8 Crazy Ways People Tried to Smuggle Weed (And Failed)
Like Silicon Valley, the world of marijuana smuggling has, for years, attracted some of the most talented minds in America.
Not everybody is cut out for that life though, and in the annals of weed smuggler lore, there is no shortage of people who should have found a different line of work – any line of work at all – instead of the drug game.
• Browns’ Greg Robinson Busted Trying to Smuggle 157 Pounds of Weed
• This Dude Got Caught With 80 Pounds of Weed Hidden in Christmas Presents
• Poo Traces Found In Most Cannabis Sold On Madrid Streets
Let’s take a look at some of these cautionary tales, including some who had the right idea – they just got unlucky.
1. Just Put the Weed Straight in the Suitcase
Packing for a trip is no fun. Most of us hate it and just want to get it done as quickly as possible, folded clothes be damned. That tends to go out the window though if you’re packing weed in your luggage. At least for most people, that is.
In May 2015, 20-year-old Henry Alden was arrested in Edinburgh after he got off a flight from Barcelona with 26 pounds of cannabis. The weed was packed directly in the suitcase, and no attempt was made by Alden to conceal it or make it not look like 26 pounds of weed.
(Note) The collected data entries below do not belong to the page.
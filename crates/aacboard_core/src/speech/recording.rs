//! In-process speech backends.

use crate::speech::{SpeechCapability, SpeechError, Utterance};
use log::info;
use std::sync::{Mutex, PoisonError};

/// Backend that accepts every request and produces no sound.
#[derive(Debug, Clone, Copy, Default)]
pub struct NullSpeech;

impl SpeechCapability for NullSpeech {
    fn backend_name(&self) -> &'static str {
        "null"
    }

    fn speak(&self, utterance: &Utterance) -> Result<(), SpeechError> {
        info!(
            "event=speech_discard module=speech status=ok chars={}",
            utterance.text.chars().count()
        );
        Ok(())
    }
}

/// Backend that keeps every request in memory.
///
/// Used by tests and by hosts that forward utterances elsewhere.
#[derive(Debug, Default)]
pub struct RecordingSpeech {
    requests: Mutex<Vec<Utterance>>,
}

impl RecordingSpeech {
    pub fn new() -> Self {
        Self::default()
    }

    /// Snapshot of recorded requests, oldest first.
    pub fn requests(&self) -> Vec<Utterance> {
        self.requests
            .lock()
            .unwrap_or_else(PoisonError::into_inner)
            .clone()
    }

    /// Removes and returns recorded requests.
    pub fn take(&self) -> Vec<Utterance> {
        std::mem::take(&mut *self.requests.lock().unwrap_or_else(PoisonError::into_inner))
    }
}

impl SpeechCapability for RecordingSpeech {
    fn backend_name(&self) -> &'static str {
        "recording"
    }

    fn speak(&self, utterance: &Utterance) -> Result<(), SpeechError> {
        self.requests
            .lock()
            .unwrap_or_else(PoisonError::into_inner)
            .push(utterance.clone());
        Ok(())
    }
}

#[cfg(test)]
mod tests {
    use super::{NullSpeech, RecordingSpeech};
    use crate::speech::{SpeechCapability, Utterance};

    #[test]
    fn recording_keeps_order_and_take_drains() {
        let speech = RecordingSpeech::new();
        speech.speak(&Utterance::new("one")).unwrap();
        speech.speak(&Utterance::new("two")).unwrap();

        let texts = speech
            .take()
            .into_iter()
            .map(|utterance| utterance.text)
            .collect::<Vec<_>>();
        assert_eq!(texts, vec!["one", "two"]);
        assert!(speech.requests().is_empty());
    }

    #[test]
    fn null_speech_accepts_requests() {
        assert!(NullSpeech.speak(&Utterance::new("hello")).is_ok());
    }
}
It was a bold attempt, Henry; we salute your bravery.
2. Inside of the Body of Christ
There are countless moderately employed 20-something guys with long hair who have smuggled weed, but this takes it to another level.
In February 2010, U.S. Customs and Border Protection agents seized 30 pounds of marijuana that had been stuffed into the back of framed pictures of Jesus, the young Nazareth man who inspired Christianity, celibacy in your 20s, and the Republican Party.
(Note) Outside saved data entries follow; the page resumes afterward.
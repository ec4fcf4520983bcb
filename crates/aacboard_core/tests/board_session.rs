use aacboard_core::{
    BoardEvent, BoardSession, BoardStore, CategoryId, EventOutcome, RecordingSpeech, SymbolId,
    UiMode, EMPTY_SENTENCE_PLACEHOLDER,
};
use std::sync::Arc;

fn session() -> (BoardSession<Arc<RecordingSpeech>>, Arc<RecordingSpeech>) {
    let speech = Arc::new(RecordingSpeech::new());
    (BoardSession::with_default_catalog(Arc::clone(&speech)), speech)
}

fn symbol_by_text(session: &BoardSession<Arc<RecordingSpeech>>, text: &str) -> (CategoryId, SymbolId) {
    session
        .store()
        .categories()
        .find_map(|category| {
            session
                .store()
                .items(category.id)
                .into_iter()
                .find(|symbol| symbol.text == text)
                .map(|symbol| (category.id, symbol.id))
        })
        .unwrap()
}

#[test]
fn tap_and_speak_flow_issues_one_request() {
    let (mut session, speech) = session();
    let (_, i_want) = symbol_by_text(&session, "I want");
    let (_, apple) = symbol_by_text(&session, "apple");

    assert_eq!(session.handle(BoardEvent::TapSymbol(i_want)), EventOutcome::Applied);
    assert_eq!(session.handle(BoardEvent::TapSymbol(apple)), EventOutcome::Applied);

    let outcome = session.handle(BoardEvent::Speak);
    assert!(matches!(outcome, EventOutcome::Spoken(ref utterance) if utterance.text == "I want apple"));
    assert_eq!(speech.requests().len(), 1);
}

#[test]
fn speak_on_empty_sentence_is_ignored() {
    let (mut session, speech) = session();
    assert_eq!(session.handle(BoardEvent::Speak), EventOutcome::Ignored);
    assert!(speech.requests().is_empty());
}

#[test]
fn tapping_unknown_symbol_is_ignored() {
    let (mut session, _) = session();
    assert_eq!(
        session.handle(BoardEvent::TapSymbol(SymbolId::from_raw(5_000))),
        EventOutcome::Ignored
    );
    assert!(session.composer().is_empty());
}

#[test]
fn remove_and_clear_events_edit_sentence() {
    let (mut session, _) = session();
    let (_, mom) = symbol_by_text(&session, "mom");
    let (_, dad) = symbol_by_text(&session, "dad");
    session.handle(BoardEvent::TapSymbol(mom));
    session.handle(BoardEvent::TapSymbol(dad));

    assert_eq!(session.handle(BoardEvent::RemoveAt(7)), EventOutcome::Ignored);
    assert_eq!(session.handle(BoardEvent::RemoveAt(0)), EventOutcome::Applied);
    assert_eq!(session.composer().entries(), &[dad]);

    assert_eq!(session.handle(BoardEvent::Clear), EventOutcome::Applied);
    assert!(session.composer().is_empty());
}

#[test]
fn catalog_edits_require_admin_mode() {
    let (mut session, _) = session();
    let (food, apple) = symbol_by_text(&session, "apple");

    assert_eq!(session.handle(BoardEvent::BeginAddCategory), EventOutcome::Ignored);
    assert_eq!(session.handle(BoardEvent::BeginAddItem(food)), EventOutcome::Ignored);
    assert_eq!(
        session.handle(BoardEvent::DeleteItem {
            category: food,
            symbol: apple,
        }),
        EventOutcome::Ignored
    );
    assert_eq!(
        session.handle(BoardEvent::SubmitCategory {
            name: "Toys".to_string(),
            color: "orange".to_string(),
        }),
        EventOutcome::Ignored
    );
    assert_eq!(session.store().category_count(), 6);
    assert_eq!(session.mode(), UiMode::Viewing);
}

#[test]
fn add_category_form_round_trip() {
    let (mut session, _) = session();
    session.handle(BoardEvent::ToggleAdmin);
    assert_eq!(session.handle(BoardEvent::BeginAddCategory), EventOutcome::Applied);
    assert_eq!(session.mode(), UiMode::AddingCategory);

    let rejected = session.handle(BoardEvent::SubmitCategory {
        name: "  ".to_string(),
        color: "orange".to_string(),
    });
    assert_eq!(rejected, EventOutcome::Ignored);
    assert_eq!(session.mode(), UiMode::AddingCategory);

    let created = session.handle(BoardEvent::SubmitCategory {
        name: "Toys".to_string(),
        color: "orange".to_string(),
    });
    let EventOutcome::CategoryCreated(id) = created else {
        panic!("expected category to be created, got {created:?}");
    };
    assert_eq!(session.store().category(id).unwrap().name, "Toys");
    assert_eq!(session.mode(), UiMode::Admin);
}

#[test]
fn add_item_form_targets_captured_category() {
    let (mut session, _) = session();
    let (people, _) = symbol_by_text(&session, "mom");
    session.handle(BoardEvent::ToggleAdmin);
    session.handle(BoardEvent::BeginAddItem(people));
    assert_eq!(session.mode(), UiMode::AddingItem(people));

    let created = session.handle(BoardEvent::SubmitItem {
        text: "grandma".to_string(),
        emoji: "👵".to_string(),
    });
    let EventOutcome::ItemCreated(grandma) = created else {
        panic!("expected item to be created, got {created:?}");
    };
    assert_eq!(session.store().owner_of(grandma), Some(people));
    assert_eq!(session.store().items(people).len(), 5);
    assert_eq!(session.mode(), UiMode::Admin);
}

#[test]
fn begin_add_item_for_unknown_category_is_ignored() {
    let (mut session, _) = session();
    session.handle(BoardEvent::ToggleAdmin);
    assert_eq!(
        session.handle(BoardEvent::BeginAddItem(CategoryId::from_raw(77))),
        EventOutcome::Ignored
    );
    assert_eq!(session.mode(), UiMode::Admin);
}

#[test]
fn open_form_blocks_board_interaction() {
    let (mut session, speech) = session();
    let (food, apple) = symbol_by_text(&session, "apple");
    let food_items = session.store().items(food).len();
    session.handle(BoardEvent::TapSymbol(apple));
    session.handle(BoardEvent::ToggleAdmin);
    session.handle(BoardEvent::BeginAddCategory);

    assert_eq!(session.handle(BoardEvent::TapSymbol(apple)), EventOutcome::Ignored);
    assert_eq!(session.handle(BoardEvent::RemoveAt(0)), EventOutcome::Ignored);
    assert_eq!(session.handle(BoardEvent::Clear), EventOutcome::Ignored);
    assert_eq!(session.handle(BoardEvent::Speak), EventOutcome::Ignored);
    assert_eq!(
        session.handle(BoardEvent::DeleteItem {
            category: food,
            symbol: apple,
        }),
        EventOutcome::Ignored
    );
    assert_eq!(session.handle(BoardEvent::BeginAddCategory), EventOutcome::Ignored);
    assert_eq!(session.handle(BoardEvent::BeginAddItem(food)), EventOutcome::Ignored);
    assert_eq!(session.composer().len(), 1);
    assert_eq!(session.store().items(food).len(), food_items);
    assert!(speech.requests().is_empty());

    assert_eq!(session.handle(BoardEvent::Cancel), EventOutcome::Applied);
    assert_eq!(session.mode(), UiMode::Admin);
    assert_eq!(session.handle(BoardEvent::Cancel), EventOutcome::Ignored);
}

#[test]
fn deleted_item_already_in_sentence_still_speaks() {
    let (mut session, speech) = session();
    let (food, pizza) = symbol_by_text(&session, "pizza");
    session.handle(BoardEvent::TapSymbol(pizza));
    session.handle(BoardEvent::ToggleAdmin);

    assert_eq!(
        session.handle(BoardEvent::DeleteItem {
            category: food,
            symbol: pizza,
        }),
        EventOutcome::Applied
    );
    assert_eq!(session.handle(BoardEvent::TapSymbol(pizza)), EventOutcome::Ignored);

    session.handle(BoardEvent::Speak);
    assert_eq!(speech.requests()[0].text, "pizza");
}

#[test]
fn snapshot_reports_placeholder_and_labels() {
    let (mut session, _) = session();
    let empty = session.snapshot();
    assert_eq!(empty.placeholder, Some(EMPTY_SENTENCE_PLACEHOLDER));
    assert!(!empty.speak_enabled);
    assert_eq!(empty.categories.len(), 6);
    assert_eq!(empty.categories[1].items[0].label, "Add apple to message");

    let (_, apple) = symbol_by_text(&session, "apple");
    session.handle(BoardEvent::TapSymbol(apple));
    let filled = session.snapshot();
    assert_eq!(filled.placeholder, None);
    assert!(filled.speak_enabled);
    assert_eq!(filled.sentence_text.as_deref(), Some("apple"));
    assert_eq!(filled.sentence[0].remove_label, "Remove apple");
}

#[test]
fn snapshot_serializes_snake_case_fields() {
    let (mut session, _) = session();
    let (_, i_want) = symbol_by_text(&session, "I want");
    session.handle(BoardEvent::TapSymbol(i_want));

    let json = serde_json::to_value(session.snapshot()).unwrap();
    assert_eq!(json["mode"]["mode"], "viewing");
    assert_eq!(json["speak_enabled"], true);
    assert_eq!(json["sentence"][0]["text"], "I want");
    assert_eq!(json["sentence"][0]["index"], 0);
    let tile = &json["categories"][0]["items"][0];
    assert_eq!(tile["text"], "I want");
    assert_eq!(tile["emoji"], "👋");
    assert_eq!(tile["prefix"], true);
    assert_eq!(tile["label"], "Add I want to message");
}

#[test]
fn empty_store_session_starts_blank() {
    let session = BoardSession::new(BoardStore::new(), RecordingSpeech::new());
    assert_eq!(session.snapshot().categories.len(), 0);
    assert_eq!(session.speech().requests().len(), 0);
}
The agents arrested the smuggler, a 22-year-old woman who was driving a jeep from Juarez Mexico towards El Paso, Texas, when a police dog (somehow not named “Judas”) tipped cops off to the scent. We choose to turn the other cheek, but still, not cool.
3. A Month After Your Last Ridiculous Bust
The Dallas Cowboys offensive line was one of the most consistent, high-performing units in football in the 90s. Guard Nate Newton was a 6-time pro bowler and one of the bedrocks of that line, and also one of the worst drug smugglers to ever work the I-10 corridor.
In November 2001, Newton was arrested carrying 213 pounds of marijuana in a van he was driving through St. Martin Parish, Louisiana and released on $100,000 bond on charges of suspicion of possessing marijuana with intent to distribute (it could have been personal use, he’s a big guy). Barely a month later, Newton was driving through Dallas County (trying a different route, the I-20?) when he was pulled over – again in a van – with 175 pounds of marijuana.
As of March 2020, Newton has not been arrested a third time while attempting to traffic hundreds of pounds of weed across the former Confederacy. He now has two sons who have followed in his footsteps (in football), has lost 175 pounds (of body weight) due to vertical gastrectomy, and looks better than ever.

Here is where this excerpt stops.